• **Prompt**:
Below are the records; copy out every line that holds the word "AttributionWindow".
***** Data supplied *****
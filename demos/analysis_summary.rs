//! Analysis Summary Example
//!
//! Walks one experiment's analysis batch through the full pipeline: parse the
//! wire format, select latest cohorts, and render the summary tables and
//! decision strings a dashboard would display.
//!
//! Run with: cargo run --example analysis_summary
//! Set RUST_LOG=warn to see the unknown-code observability hook fire.

use anyhow::Result;
use tracing_subscriber::EnvFilter;
use veredicto::cohort::select_latest_cohorts;
use veredicto::model::{
    Analysis, AttributionWindow, Experiment, Metric, MetricAssignment, ParameterType, Variation,
};
use veredicto::summary::{summarize, AnalysisSummary};

/// Batch as the upstream analysis pipeline emits it: camelCase keys, three
/// records from the latest run plus one superseded record, and one warning
/// code this crate does not know.
const PIPELINE_BATCH: &str = r#"[
    {
        "metricAssignmentId": 12,
        "analysisStrategy": "itt_pure",
        "analysisDatetime": "2025-03-01T06:00:00Z",
        "participantStats": {"total": 1800, "not_final": 420, "variation_17": 910, "variation_18": 890}
    },
    {
        "metricAssignmentId": 12,
        "analysisStrategy": "itt_pure",
        "analysisDatetime": "2025-03-03T06:00:00Z",
        "participantStats": {"total": 3120, "not_final": 360, "variation_17": 1580, "variation_18": 1540},
        "metricEstimates": {"diff": {"estimate": 0.0312, "bottom": 0.0079, "top": 0.0547}},
        "recommendation": {
            "endExperiment": true,
            "chosenVariationId": 18,
            "reason": "ci_greater_than_rope",
            "warnings": []
        }
    },
    {
        "metricAssignmentId": 12,
        "analysisStrategy": "pp_naive",
        "analysisDatetime": "2025-03-03T06:00:00Z",
        "participantStats": {"total": 2480, "not_final": 300, "variation_17": 1260, "variation_18": 1220},
        "metricEstimates": {"diff": {"estimate": 0.0228, "bottom": -0.0041, "top": 0.0502}},
        "recommendation": {
            "endExperiment": false,
            "chosenVariationId": null,
            "reason": "ci_rope_partly_overlap",
            "warnings": ["short_period"]
        }
    },
    {
        "metricAssignmentId": 13,
        "analysisStrategy": "itt_pure",
        "analysisDatetime": "2025-03-03T06:00:00Z",
        "participantStats": {"total": 3120, "not_final": 360, "variation_17": 1580, "variation_18": 1540},
        "metricEstimates": {"diff": {"estimate": 0.14, "bottom": -0.22, "top": 0.51}},
        "recommendation": {
            "endExperiment": false,
            "chosenVariationId": null,
            "reason": "rope_in_ci",
            "warnings": ["wide_ci", "data_quality"]
        }
    }
]"#;

fn main() -> Result<()> {
    tracing_subscriber::fmt()
        .with_env_filter(EnvFilter::from_default_env())
        .init();

    println!("=== Veredicto Analysis Summary ===\n");

    // -------------------------------------------------------------------------
    // 1. Parse the pipeline batch (wire format)
    // -------------------------------------------------------------------------
    println!("1. Parsing the analysis batch...");

    let analyses: Vec<Analysis> = serde_json::from_str(PIPELINE_BATCH)?;
    println!("   Parsed {} analysis records", analyses.len());

    // -------------------------------------------------------------------------
    // 2. Experiment reference data
    // -------------------------------------------------------------------------
    println!("\n2. Experiment reference data...");

    let experiment = Experiment::new(
        "onboarding_checklist",
        vec![
            Variation::new(17, "control", true),
            Variation::new(18, "treatment", false),
        ],
        vec![
            MetricAssignment::new(12, 31, AttributionWindow::OneWeek, true),
            MetricAssignment::new(13, 32, AttributionWindow::SeventyTwoHours, false),
        ],
    );
    let metrics = vec![
        Metric::new(
            31,
            "signup_rate",
            "Visitors who finished signup",
            ParameterType::Conversion,
        ),
        Metric::new(
            32,
            "revenue_per_visitor",
            "Net revenue per unique visitor",
            ParameterType::Revenue,
        ),
    ];

    println!("   Experiment: {}", experiment.name());
    let variation_names: Vec<&str> = experiment
        .variations()
        .iter()
        .map(Variation::name)
        .collect();
    println!("   Variations: {}", variation_names.join(", "));
    println!(
        "   Metric assignments: {}",
        experiment.metric_assignments().len()
    );

    // -------------------------------------------------------------------------
    // 3. Select latest cohorts
    // -------------------------------------------------------------------------
    println!("\n3. Selecting latest cohorts...");

    let cohorts = select_latest_cohorts(&analyses);
    for (assignment_id, cohort) in &cohorts {
        println!(
            "   Assignment {}: {} record(s) at {}",
            assignment_id,
            cohort.len(),
            cohort[0].analysis_datetime()
        );
    }

    // -------------------------------------------------------------------------
    // 4. Build the summary
    // -------------------------------------------------------------------------
    println!("\n4. Building the summary...");

    let summary = summarize(&analyses, &experiment, &metrics, true)?;
    let AnalysisSummary::Ready(data) = summary else {
        println!("   No analyses yet.");
        return Ok(());
    };
    println!("   {}", data.headline());

    // -------------------------------------------------------------------------
    // 5. Participant counts (primary metric)
    // -------------------------------------------------------------------------
    if let Some(table) = &data.participant_counts {
        println!("\n5. Participant counts:");
        println!(
            "   {:<44} {:>8}  {}",
            "Strategy",
            "Total",
            table.variation_names.join("  ")
        );
        for row in &table.rows {
            let counts: Vec<String> = row
                .variation_counts
                .iter()
                .map(ToString::to_string)
                .collect();
            println!(
                "   {:<44} {:>8}  {}",
                row.strategy_label,
                row.total,
                counts.join("  ")
            );
        }
    }

    // -------------------------------------------------------------------------
    // 6. Latest results per metric assignment
    // -------------------------------------------------------------------------
    println!("\n6. Latest results:");

    for results in &data.latest_results {
        println!(
            "\n   {} ({}), last analyzed {}",
            results.metric_name, results.attribution_window_label, results.last_analyzed
        );
        for row in &results.rows {
            println!(
                "     {:<44} {:>12} {:>20}  {}",
                row.strategy_label, row.participants, row.difference_interval, row.recommendation
            );
            for warning in &row.warnings {
                println!("       warning: {warning}");
            }
        }
    }

    // -------------------------------------------------------------------------
    // 7. Raw debug dump
    // -------------------------------------------------------------------------
    println!("\n7. Raw debug dump (first lines):");

    if let Some(dump) = &data.debug_json {
        for line in dump.lines().take(4) {
            println!("   {line}");
        }
        println!("   ...");
    }

    println!("\n=== Analysis Summary Complete ===");
    Ok(())
}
*****
• **Answer section**:
    Analysis, AttributionWindow, Experiment, Metric, MetricAssignment, ParameterType, Variation,
            MetricAssignment::new(12, 31, AttributionWindow::OneWeek, true),
            MetricAssignment::new(13, 32, AttributionWindow::SeventyTwoHours, false),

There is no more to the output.